■ EXERCISE: Below are records. Count every line containing the word "compact" and give the number alone.

■ DATA SUPPLIED:

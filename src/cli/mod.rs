//! CLI command implementations

use anyhow::Result;
use clap::{ArgMatches, Command};

pub mod commands;

/// Main CLI application
pub struct CliApp;

impl CliApp {
    /// Create the CLI application
    pub fn app() -> Command {
        let root = Command::new("openapi-to-json-schema")
            .version(env!("CARGO_PKG_VERSION"))
            .about("Extract a component from an OpenAPI schema into a JSON schema")
            .subcommand_negates_reqs(true)
            .args_conflicts_with_subcommands(true)
            .arg(
                clap::Arg::new("schema")
                    .help("OpenAPI document (.yaml, .yml or .json); read from stdin when omitted")
                    .value_name("SCHEMA"),
            );

        utils::conversion_args(root)
            .subcommand(commands::convert::command())
            .subcommand(commands::components::command())
            .subcommand(commands::init::command())
            .subcommand(commands::info::command())
    }

    /// Run the CLI application
    pub async fn run(matches: &ArgMatches) -> Result<()> {
        match matches.subcommand() {
            Some(("convert", sub_matches)) => commands::convert::run(sub_matches).await,
            Some(("components", sub_matches)) => commands::components::run(sub_matches).await,
            Some(("init", sub_matches)) => commands::init::run(sub_matches).await,
            Some(("info", sub_matches)) => commands::info::run(sub_matches).await,
            // Without a subcommand the root behaves like `convert`
            _ => commands::convert::run(matches).await,
        }
    }
}

/// Common CLI utilities
pub mod utils {
    use anyhow::Result;
    use clap::{Arg, ArgAction, ArgMatches, Command};
    use std::path::{Path, PathBuf};

    use crate::Config;

    /// Attach the flags shared by the root command and `convert`
    pub fn conversion_args(command: Command) -> Command {
        command
            .arg(
                Arg::new("config")
                    .long("config")
                    .help("Configuration file path")
                    .value_name("FILE"),
            )
            .arg(
                Arg::new("component")
                    .short('c')
                    .long("component")
                    .help("Single component of the OpenAPI schema to convert [default: dataValues]")
                    .value_name("NAME"),
            )
            .arg(
                Arg::new("id")
                    .short('i')
                    .long("id")
                    .help("ID of the JSON schema")
                    .value_name("ID"),
            )
            .arg(
                Arg::new("output")
                    .short('o')
                    .long("output")
                    .help("Output file. If not set, output is written to stdout")
                    .value_name("FILE"),
            )
            .arg(
                Arg::new("compact")
                    .long("compact")
                    .help("Write the schema on a single line")
                    .action(ArgAction::SetTrue),
            )
            .arg(
                Arg::new("indent")
                    .long("indent")
                    .help("Spaces per indentation level")
                    .value_name("N")
                    .value_parser(clap::value_parser!(usize)),
            )
            .arg(
                Arg::new("strict")
                    .long("strict")
                    .help("Fail if the component does not exist instead of writing an empty schema")
                    .action(ArgAction::SetTrue),
            )
    }

    /// Load configuration from `--config`, a default file, or defaults
    pub fn load_config(matches: &ArgMatches) -> Result<Config> {
        match matches.get_one::<String>("config") {
            Some(config_path) => Config::from_file(Path::new(config_path)),
            None => Config::discover(Path::new(".")),
        }
    }

    /// Apply command line overrides on top of a loaded configuration
    pub fn apply_overrides(config: &mut Config, matches: &ArgMatches) {
        if let Some(component) = matches.get_one::<String>("component") {
            config.conversion.component = component.clone();
        }

        if let Some(id) = matches.get_one::<String>("id") {
            config.conversion.id = id.clone();
        }

        if let Some(output) = matches.get_one::<String>("output") {
            config.output.path = Some(PathBuf::from(output));
        }

        if matches.get_flag("compact") {
            config.output.compact = true;
        }

        if let Some(indent) = matches.get_one::<usize>("indent") {
            config.output.indent = *indent;
        }

        if matches.get_flag("strict") {
            config.conversion.strict = true;
        }
    }

    /// Create a SchemaExtractor from the parsed arguments
    pub fn create_app(matches: &ArgMatches) -> Result<crate::SchemaExtractor> {
        let mut config = load_config(matches)?;
        apply_overrides(&mut config, matches);
        Ok(crate::SchemaExtractor::new(config)?)
    }
}
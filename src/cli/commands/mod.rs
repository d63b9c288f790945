//! CLI command modules

pub mod components;
pub mod convert;
pub mod info;
pub mod init;
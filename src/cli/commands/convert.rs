//! Convert command implementation

use crate::cli::utils;
use crate::{ConvertError, SchemaExtractor};
use anyhow::Result;
use clap::{ArgMatches, Command};
use std::path::Path;
use tracing::info;

pub fn command() -> Command {
    let command = Command::new("convert")
        .visible_alias("c")
        .about("Convert a component of an OpenAPI schema file into a JSON schema")
        .arg(
            clap::Arg::new("schema")
                .help("OpenAPI document (.yaml, .yml or .json)")
                .value_name("SCHEMA")
                .required(true),
        );

    utils::conversion_args(command)
}

pub async fn run(matches: &ArgMatches) -> Result<()> {
    let app = utils::create_app(matches)?;
    let schema_file = matches.get_one::<String>("schema").map(Path::new);

    let rendered = execute(&app, schema_file).await?;

    if let Some(path) = app.emit(&rendered)? {
        info!("JSON schema written to {}", path.display());
    }

    Ok(())
}

/// Load the document from `schema_file` or piped stdin and render the schema
pub async fn execute(app: &SchemaExtractor, schema_file: Option<&Path>) -> Result<String> {
    info!(
        "Converting component '{}'",
        app.config().conversion.component
    );

    let document = match schema_file {
        Some(path) => app.load_file(path)?,
        None if crate::utils::stdin_is_piped() => {
            info!("Reading OpenAPI document from stdin");
            let content = crate::utils::read_stdin().await?;
            app.load_bytes(&content)?
        }
        None => return Err(ConvertError::NoInput.into()),
    };

    let schema = app.convert(&document)?;
    Ok(app.render(&schema)?)
}
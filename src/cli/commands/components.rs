//! Components command implementation

use anyhow::Result;
use clap::{ArgMatches, Command};
use std::path::Path;
use tracing::info;

pub fn command() -> Command {
    Command::new("components")
        .about("List the component schemas of an OpenAPI document")
        .arg(
            clap::Arg::new("schema")
                .help("OpenAPI document (.yaml, .yml or .json)")
                .value_name("SCHEMA")
                .required(true),
        )
}

pub async fn run(matches: &ArgMatches) -> Result<()> {
    let schema_file = matches
        .get_one::<String>("schema")
        .map(Path::new)
        .ok_or(crate::ConvertError::NoInput)?;

    for name in list(schema_file)? {
        println!("{name}");
    }

    Ok(())
}

/// Component names of the document at `path`, sorted
pub fn list(path: &Path) -> Result<Vec<String>> {
    let document = openapi_model::load_file(path)?;
    let names: Vec<String> = document
        .component_names()
        .into_iter()
        .map(str::to_string)
        .collect();

    info!("Found {} component schemas in {}", names.len(), path.display());
    Ok(names)
}
//! Utility functions for openapi-to-json-schema

use std::fs;
use std::io::{self, IsTerminal};
use std::path::Path;
use tokio::io::AsyncReadExt;

/// Ensure a directory exists, creating it if necessary
pub fn ensure_directory(path: &Path) -> io::Result<()> {
    if path.as_os_str().is_empty() {
        return Ok(());
    }

    if !path.exists() {
        fs::create_dir_all(path)?;
    } else if !path.is_dir() {
        return Err(io::Error::new(
            io::ErrorKind::AlreadyExists,
            format!("Path exists but is not a directory: {}", path.display()),
        ));
    }
    Ok(())
}

/// Whether stdin is redirected from a pipe or file rather than a terminal
pub fn stdin_is_piped() -> bool {
    !io::stdin().is_terminal()
}

/// Read all of stdin
pub async fn read_stdin() -> io::Result<Vec<u8>> {
    let mut content = Vec::new();
    tokio::io::stdin().read_to_end(&mut content).await?;
    Ok(content)
}
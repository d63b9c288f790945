//! OpenAPI type definitions
//!
//! Only the parts of a document needed to extract component schemas are
//! modelled. Paths, operations, `$ref` and composition keywords are ignored
//! during deserialization.

use serde::{Deserialize, Deserializer, Serialize};
use serde_json::Value;
use std::collections::BTreeMap;

/// OpenAPI document
#[derive(Debug, Clone, Default, PartialEq, Serialize, Deserialize)]
pub struct OpenApi {
    /// OpenAPI version string
    #[serde(default, deserialize_with = "scalar_as_string")]
    pub openapi: String,

    /// API information
    #[serde(default, deserialize_with = "null_as_default")]
    pub info: Info,

    /// Reusable components
    #[serde(default, deserialize_with = "null_as_default")]
    pub components: Components,
}

impl OpenApi {
    /// Look up a component schema by name
    pub fn component(&self, name: &str) -> Option<&Schema> {
        self.components.schemas.get(name)
    }

    /// Names of all component schemas, sorted
    pub fn component_names(&self) -> Vec<&str> {
        self.components.schemas.keys().map(String::as_str).collect()
    }
}

/// API information
#[derive(Debug, Clone, Default, PartialEq, Serialize, Deserialize)]
pub struct Info {
    #[serde(default, deserialize_with = "null_as_default")]
    pub title: String,

    #[serde(default, deserialize_with = "null_as_default")]
    pub description: String,

    #[serde(default, deserialize_with = "scalar_as_string")]
    pub version: String,
}

/// Components section
#[derive(Debug, Clone, Default, PartialEq, Serialize, Deserialize)]
pub struct Components {
    /// Named schemas
    #[serde(default, deserialize_with = "null_as_default")]
    pub schemas: BTreeMap<String, Schema>,
}

/// A schema node under `components.schemas`.
///
/// Zero bounds mean "no constraint". An absent `additionalProperties`
/// deserializes to `Some(true)`; an explicit `null` leaves it unset.
#[derive(Debug, Clone, PartialEq, Serialize, Deserialize)]
#[serde(rename_all = "camelCase")]
pub struct Schema {
    /// Base type (`string`, `object`, `array`, ...)
    #[serde(rename = "type", default, deserialize_with = "null_as_default")]
    pub schema_type: String,

    #[serde(default, deserialize_with = "null_as_default")]
    pub title: String,

    #[serde(default, deserialize_with = "null_as_default")]
    pub description: String,

    #[serde(default = "additional_properties_default")]
    pub additional_properties: Option<bool>,

    /// Array item schema
    #[serde(default)]
    pub items: Option<Box<Schema>>,

    /// Default value
    #[serde(default)]
    pub default: Option<Value>,

    #[serde(default, deserialize_with = "null_as_default")]
    pub min_length: u64,

    #[serde(default, deserialize_with = "null_as_default")]
    pub max_length: u64,

    #[serde(default, deserialize_with = "null_as_default")]
    pub minimum: i64,

    #[serde(default, deserialize_with = "null_as_default")]
    pub maximum: i64,

    #[serde(default, deserialize_with = "null_as_default")]
    pub min_items: u64,

    #[serde(default, deserialize_with = "null_as_default")]
    pub max_items: u64,

    #[serde(default, deserialize_with = "null_as_default")]
    pub min_properties: u64,

    #[serde(default, deserialize_with = "null_as_default")]
    pub max_properties: u64,

    /// Allowed values
    #[serde(rename = "enum", default, deserialize_with = "null_as_default")]
    pub enum_values: Vec<Value>,

    #[serde(default, deserialize_with = "null_as_default")]
    pub nullable: bool,

    /// Nested properties, present for object-shaped schemas
    #[serde(default)]
    pub properties: Option<BTreeMap<String, Schema>>,
}

impl Default for Schema {
    fn default() -> Self {
        Self {
            schema_type: String::new(),
            title: String::new(),
            description: String::new(),
            additional_properties: additional_properties_default(),
            items: None,
            default: None,
            min_length: 0,
            max_length: 0,
            minimum: 0,
            maximum: 0,
            min_items: 0,
            max_items: 0,
            min_properties: 0,
            max_properties: 0,
            enum_values: Vec::new(),
            nullable: false,
            properties: None,
        }
    }
}

impl Schema {
    /// Create a schema of the given base type
    pub fn of_type(schema_type: impl Into<String>) -> Self {
        Self {
            schema_type: schema_type.into(),
            ..Self::default()
        }
    }

    /// Whether any lower bound is positive
    pub fn has_positive_lower_bound(&self) -> bool {
        self.min_items > 0 || self.min_length > 0 || self.minimum > 0 || self.min_properties > 0
    }

    /// Whether the schema is enum-constrained without a default among its values.
    ///
    /// A missing default compares as `null`.
    pub fn has_unsatisfied_enum(&self) -> bool {
        if self.enum_values.is_empty() {
            return false;
        }
        let default = self.default.as_ref().unwrap_or(&Value::Null);
        !self.enum_values.contains(default)
    }

    /// Whether a property with this schema must be present in its parent
    pub fn is_required(&self) -> bool {
        self.has_positive_lower_bound() || self.has_unsatisfied_enum()
    }
}

fn additional_properties_default() -> Option<bool> {
    Some(true)
}

/// Treat an explicit `null` like an absent key.
fn null_as_default<'de, D, T>(deserializer: D) -> Result<T, D::Error>
where
    D: Deserializer<'de>,
    T: Default + Deserialize<'de>,
{
    Ok(Option::<T>::deserialize(deserializer)?.unwrap_or_default())
}

/// Accept any scalar for version-like fields; YAML reads `3.0` as a float.
fn scalar_as_string<'de, D>(deserializer: D) -> Result<String, D::Error>
where
    D: Deserializer<'de>,
{
    match Value::deserialize(deserializer)? {
        Value::Null => Ok(String::new()),
        Value::String(s) => Ok(s),
        Value::Number(n) => Ok(n.to_string()),
        Value::Bool(b) => Ok(b.to_string()),
        other => Err(serde::de::Error::custom(format!(
            "expected a scalar version string, found {other}"
        ))),
    }
}
//! OpenAPI document model and loading

pub mod parser;
pub mod types;

pub use parser::{load_auto, load_file, load_json, load_yaml, LoadError};
pub use types::{Components, Info, OpenApi, Schema};
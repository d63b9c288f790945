//! JSON Schema node definition and serialization

use serde::{Deserialize, Serialize};
use serde_json::Value;
use std::collections::BTreeMap;

/// Draft identifier written to the root `$schema` keyword
pub const DRAFT_2020_12: &str = "https://json-schema.org/draft/2020-12/schema";

/// Default root `$id`
pub const DEFAULT_ID: &str = "https://example.biz/schema/ytt/data-values.json";

/// A JSON Schema node.
///
/// Empty strings, zero bounds, empty lists and `None` are left out of the
/// serialized form. `type` is always written and `properties` is written
/// whenever it is present, even when empty.
#[derive(Debug, Clone, Default, PartialEq, Serialize, Deserialize)]
#[serde(rename_all = "camelCase")]
pub struct Schema {
    #[serde(rename = "$schema", default, skip_serializing_if = "Option::is_none")]
    pub schema: Option<String>,

    #[serde(rename = "$id", default, skip_serializing_if = "Option::is_none")]
    pub id: Option<String>,

    /// Base type followed by `"null"` for nullable nodes
    #[serde(rename = "type", default)]
    pub schema_type: Vec<String>,

    #[serde(default, skip_serializing_if = "String::is_empty")]
    pub title: String,

    #[serde(default, skip_serializing_if = "String::is_empty")]
    pub description: String,

    #[serde(default, skip_serializing_if = "Option::is_none")]
    pub default: Option<Value>,

    #[serde(default, skip_serializing_if = "Option::is_none")]
    pub items: Option<Box<Schema>>,

    #[serde(default, skip_serializing_if = "Option::is_none")]
    pub properties: Option<BTreeMap<String, Schema>>,

    #[serde(default, skip_serializing_if = "Option::is_none")]
    pub additional_properties: Option<bool>,

    /// Names of required properties, in visiting order
    #[serde(default, skip_serializing_if = "Vec::is_empty")]
    pub required: Vec<String>,

    #[serde(default, skip_serializing_if = "is_zero")]
    pub min_length: u64,

    #[serde(default, skip_serializing_if = "is_zero")]
    pub max_length: u64,

    #[serde(default, skip_serializing_if = "is_zero_signed")]
    pub minimum: i64,

    #[serde(default, skip_serializing_if = "is_zero_signed")]
    pub maximum: i64,

    #[serde(default, skip_serializing_if = "is_zero")]
    pub min_items: u64,

    #[serde(default, skip_serializing_if = "is_zero")]
    pub max_items: u64,

    #[serde(default, skip_serializing_if = "is_zero")]
    pub min_properties: u64,

    #[serde(default, skip_serializing_if = "is_zero")]
    pub max_properties: u64,

    #[serde(rename = "enum", default, skip_serializing_if = "Vec::is_empty")]
    pub enum_values: Vec<Value>,
}

impl Schema {
    /// Create the root wrapper: a closed object with an empty property map
    pub fn root(id: impl Into<String>) -> Self {
        Self {
            schema: Some(DRAFT_2020_12.to_string()),
            id: Some(id.into()),
            schema_type: vec!["object".to_string()],
            additional_properties: Some(false),
            properties: Some(BTreeMap::new()),
            ..Self::default()
        }
    }

    /// Whether any lower bound is positive
    pub fn has_positive_lower_bound(&self) -> bool {
        self.min_items > 0 || self.min_length > 0 || self.minimum > 0 || self.min_properties > 0
    }

    /// Whether the node is enum-constrained without a default among its values
    pub fn has_unsatisfied_enum(&self) -> bool {
        if self.enum_values.is_empty() {
            return false;
        }
        let default = self.default.as_ref().unwrap_or(&Value::Null);
        !self.enum_values.contains(default)
    }

    /// Whether a property with this schema must be listed as required
    pub fn is_required(&self) -> bool {
        self.has_positive_lower_bound() || self.has_unsatisfied_enum()
    }

    /// Serialize to JSON text, indenting by `indent` spaces per level when given
    pub fn to_json(&self, indent: Option<usize>) -> Result<String, serde_json::Error> {
        let Some(width) = indent else {
            return serde_json::to_string(self);
        };

        let indent = " ".repeat(width);
        let formatter = serde_json::ser::PrettyFormatter::with_indent(indent.as_bytes());
        let mut buf = Vec::new();
        let mut serializer = serde_json::Serializer::with_formatter(&mut buf, formatter);
        self.serialize(&mut serializer)?;

        String::from_utf8(buf).map_err(|e| serde::ser::Error::custom(e.to_string()))
    }
}

fn is_zero(value: &u64) -> bool {
    *value == 0
}

fn is_zero_signed(value: &i64) -> bool {
    *value == 0
}
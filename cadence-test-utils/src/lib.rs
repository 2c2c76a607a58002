//! Shared test infrastructure: a scriptable mock of the broker's web API
//! (with a real token handshake), a webhook capture sink, and disposable
//! OAuth key material.

pub mod broker;
pub mod keys;
pub mod webhook;

pub use broker::{BrokerState, MockBroker};
pub use keys::{TestKeys, TEST_DH_PRIME_HEX};
pub use webhook::{MockWebhook, WebhookState};
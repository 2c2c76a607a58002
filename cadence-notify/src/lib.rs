//! Webhook notifications for engine runs and service lifecycle.
//!
//! One POST per scheduler tick. A failed notification never fails the run:
//! it is logged, retried once after a short pause (honoring `Retry-After`
//! on 429), and then recorded only.

use std::time::Duration;

use chrono::Utc;
use chrono_tz::Tz;
use reqwest::Client;
use rust_decimal::Decimal;
use serde_json::{json, Value};
use thiserror::Error;
use tracing::{error, info, warn};

use cadence_core::{AggregateResult, ExecutionResult, Outcome};

const COLOR_SUCCESS: u32 = 0x00ff00;
const COLOR_MIXED: u32 = 0xffa500;
const COLOR_FAILURE: u32 = 0xff0000;
const COLOR_INFO: u32 = 0x0099ff;

/// How many per-order detail lines one embed carries before the overflow
/// field takes over.
const DETAIL_LIMIT: usize = 5;
const RETRY_PAUSE: Duration = Duration::from_secs(2);

#[derive(Debug, Error)]
pub enum NotifyError {
    #[error("webhook transport error: {0}")]
    Transport(String),
    #[error("webhook returned status {status}")]
    Status {
        status: u16,
        retry_after: Option<u64>,
    },
}

/// Structured webhook dispatcher.
pub struct Notifier {
    client: Client,
    webhook_url: String,
    username: String,
    timezone: Tz,
}

impl Notifier {
    pub fn new(webhook_url: String, username: String, timeout: Duration, timezone: Tz) -> Self {
        let client = Client::builder()
            .timeout(timeout)
            .build()
            .expect("failed to create webhook client");
        Self {
            client,
            webhook_url,
            username,
            timezone,
        }
    }

    /// Report a completed run: summary plus per-order detail.
    pub async fn send_run_report(&self, aggregate: &AggregateResult) {
        let total = aggregate.total();
        let successes = aggregate.successes();
        let failures = aggregate.failures();

        let (title, color) = if failures == 0 && successes > 0 {
            ("\u{1f680} Recurring Orders Executed", COLOR_SUCCESS)
        } else if successes > 0 {
            ("\u{26a0} Recurring Orders Partially Executed", COLOR_MIXED)
        } else if failures > 0 {
            ("\u{274c} Recurring Orders Failed", COLOR_FAILURE)
        } else {
            ("\u{1f4cb} Recurring Orders", COLOR_INFO)
        };

        let mut fields = vec![json!({
            "name": "Summary",
            "value": format!(
                "**Total:** {total}\n**Success:** {successes}\n**Failed:** {failures}"
            ),
            "inline": true,
        })];
        let notional = aggregate.total_notional();
        if notional > Decimal::ZERO {
            fields.push(json!({
                "name": "Total Invested",
                "value": format!("${notional:.2}"),
                "inline": true,
            }));
        }
        fields.push(json!({
            "name": "Execution Time",
            "value": self.local_timestamp(),
            "inline": true,
        }));

        let details: Vec<String> = aggregate
            .results
            .iter()
            .take(DETAIL_LIMIT)
            .map(order_line)
            .collect();
        if !details.is_empty() {
            fields.push(json!({
                "name": "Order Details",
                "value": details.join("\n\n"),
                "inline": false,
            }));
        }
        if aggregate.results.len() > DETAIL_LIMIT {
            fields.push(json!({
                "name": "Additional Orders",
                "value": format!(
                    "... and {} more orders",
                    aggregate.results.len() - DETAIL_LIMIT
                ),
                "inline": false,
            }));
        }

        self.dispatch(self.embed(title, color, None, fields)).await;
    }

    /// The "no orders today" variant: the tick ran, the due set was empty.
    pub async fn send_no_orders(&self, active_orders: usize, upcoming: &[String]) {
        let mut lines = vec![
            format!("Checked {active_orders} active recurring order(s)"),
            "No orders scheduled for today".to_string(),
        ];
        if !upcoming.is_empty() {
            lines.push("**Upcoming:**".to_string());
            lines.extend(upcoming.iter().take(3).cloned());
            if upcoming.len() > 3 {
                lines.push(format!("... and {} more", upcoming.len() - 3));
            }
        }
        let fields = vec![json!({
            "name": "Daily Check",
            "value": lines.join("\n"),
            "inline": false,
        })];
        self.dispatch(self.embed(
            "\u{1f4cb} No Orders Today",
            COLOR_INFO,
            None,
            fields,
        ))
        .await;
    }

    /// A batch aborted before per-order execution could finish.
    pub async fn send_terminal_failure(&self, context: &str, error: &str) {
        self.dispatch(self.embed(
            "\u{1f4a5} Recurring Orders System Error",
            COLOR_FAILURE,
            Some(format!("{context}\n```{error}```")),
            Vec::new(),
        ))
        .await;
    }

    /// Service lifecycle messages (started, stopped, terminal supervisor
    /// failure).
    pub async fn send_lifecycle(&self, title: &str, message: &str, is_error: bool) {
        let color = if is_error { COLOR_FAILURE } else { COLOR_INFO };
        self.dispatch(self.embed(title, color, Some(message.to_string()), Vec::new()))
            .await;
    }

    fn embed(
        &self,
        title: &str,
        color: u32,
        description: Option<String>,
        fields: Vec<Value>,
    ) -> Value {
        let mut embed = json!({
            "title": title,
            "color": color,
            "timestamp": Utc::now().to_rfc3339(),
            "fields": fields,
            "footer": { "text": "Cadence Recurring Orders" },
        });
        if let Some(description) = description {
            embed["description"] = json!(description);
        }
        json!({
            "username": self.username,
            "embeds": [embed],
        })
    }

    fn local_timestamp(&self) -> String {
        Utc::now()
            .with_timezone(&self.timezone)
            .format("%Y-%m-%d %H:%M:%S %Z")
            .to_string()
    }

    /// Send with the single-retry policy. Failures are logged, never raised.
    async fn dispatch(&self, payload: Value) {
        match self.post(&payload).await {
            Ok(()) => info!("webhook notification sent"),
            Err(err) => {
                warn!(error = %err, "webhook notification failed, retrying once");
                let pause = match &err {
                    NotifyError::Status {
                        status: 429,
                        retry_after: Some(secs),
                    } => Duration::from_secs(*secs),
                    _ => RETRY_PAUSE,
                };
                tokio::time::sleep(pause).await;
                if let Err(err) = self.post(&payload).await {
                    error!(error = %err, "webhook notification failed twice, giving up");
                }
            }
        }
    }

    async fn post(&self, payload: &Value) -> Result<(), NotifyError> {
        let response = self
            .client
            .post(&self.webhook_url)
            .json(payload)
            .send()
            .await
            .map_err(|err| NotifyError::Transport(err.to_string()))?;
        let status = response.status();
        if status.is_success() {
            Ok(())
        } else {
            let retry_after = response
                .headers()
                .get("Retry-After")
                .and_then(|value| value.to_str().ok())
                .and_then(|value| value.parse().ok());
            Err(NotifyError::Status {
                status: status.as_u16(),
                retry_after,
            })
        }
    }
}

fn order_line(result: &ExecutionResult) -> String {
    match result.outcome {
        Outcome::Placed => {
            let mut line = format!(
                "\u{1f7e2} **{}**: {} share(s)",
                result.symbol, result.requested_qty
            );
            if let Some(price) = result.fill_price {
                line.push_str(&format!(" @ ${price:.2}"));
            }
            if let Some(notional) = result.notional() {
                line.push_str(&format!(" (${notional:.2})"));
            }
            if let Some(order_id) = &result.order_id {
                line.push_str(&format!("\n   Order ID: `{order_id}`"));
            }
            line
        }
        Outcome::Skipped => format!("\u{23ed} **{}**: {}", result.symbol, result.message),
        Outcome::Rejected | Outcome::Error => {
            let mut message = result.message.clone();
            if message.len() > 80 {
                message.truncate(80);
                message.push_str("...");
            }
            format!("\u{1f534} **{}**: {}", result.symbol, message)
        }
    }
}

■ OUTPUT BELOW: 4